El Reino de Dios aguarda ser descubierto por aquellas almas que, hallándose confinadas en el cuerpo, ahondan en la meditación para trascender la conciencia humana y alcanzar los estados sucesivamente más elevados de la supraconciencia, la Conciencia Crística y la Conciencia Cósmica.

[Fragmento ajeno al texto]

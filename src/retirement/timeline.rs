//! Outcome timeline produced by the retirement simulator

use std::fmt;

use serde::{Deserialize, Serialize};

/// Phase a timeline point belongs to
#[derive(Debug, Clone, Copy, PartialEq, Eq, Serialize, Deserialize)]
#[serde(rename_all = "lowercase")]
pub enum Phase {
    /// Working years: contributions flow in, full return applies
    Accumulation,
    /// Retirement years: income flows out, reduced return applies
    Decumulation,
}

/// Balance at the member's age within one phase of the timeline
#[derive(Debug, Clone, Copy, PartialEq, Serialize, Deserialize)]
pub struct TimelinePoint {
    pub age: u32,

    /// Balance rounded to the nearest whole unit of currency, floored at 0
    pub balance: f64,

    pub phase: Phase,
}

/// Headline classification of a simulated outcome
#[derive(Debug, Clone, Copy, PartialEq, Eq, Serialize, Deserialize)]
pub enum SecurityRating {
    /// Funded years meet the stability threshold
    HorizonStable,
    /// Capital depletes before the threshold is reached
    ActionRequired,
}

impl fmt::Display for SecurityRating {
    fn fmt(&self, f: &mut fmt::Formatter<'_>) -> fmt::Result {
        match self {
            SecurityRating::HorizonStable => write!(f, "Horizon Stable"),
            SecurityRating::ActionRequired => write!(f, "Action Required"),
        }
    }
}

/// Complete result of a retirement outcome simulation
#[derive(Debug, Clone, PartialEq, Serialize, Deserialize)]
pub struct OutcomeTimeline {
    /// Per-year balances in age order, accumulation first
    pub points: Vec<TimelinePoint>,

    /// Number of decumulation years the balance stayed positive before
    /// depletion, capped at the simulator's projection window
    pub funded_years: u32,

    /// Classification of `funded_years` against the stability threshold
    pub rating: SecurityRating,
}

impl OutcomeTimeline {
    /// Points belonging to one phase, in age order
    pub fn phase_points(&self, phase: Phase) -> impl Iterator<Item = &TimelinePoint> {
        self.points.iter().filter(move |p| p.phase == phase)
    }

    /// Balance at the start of the retirement year, if simulated
    pub fn balance_at_retirement(&self) -> Option<f64> {
        self.phase_points(Phase::Accumulation)
            .last()
            .map(|p| p.balance)
    }
}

Quienes meditan con profundidad, concentrándose intensamente en el silencio interior (el estado en que los pensamientos se encuentras neutralizados), retiran su mente de los objetos materiales percibidos a través de a vista, el oído, el olfato, el gusto y el tacto – es decir, de toda sensación corporal e inquietud mental perturbadora-. En esa concentrada quietud interior, descubren un inefable sentimiento de paz. La paz es la primera vislumbre del reino interior de Dios.

Los devotos que pueden lograr a voluntad ese recogimiento interior de lamente y concentrarse por completo en el sentimiento de paz resultante lograrán con toda certeza entrar al reino de la conciencia de Dios.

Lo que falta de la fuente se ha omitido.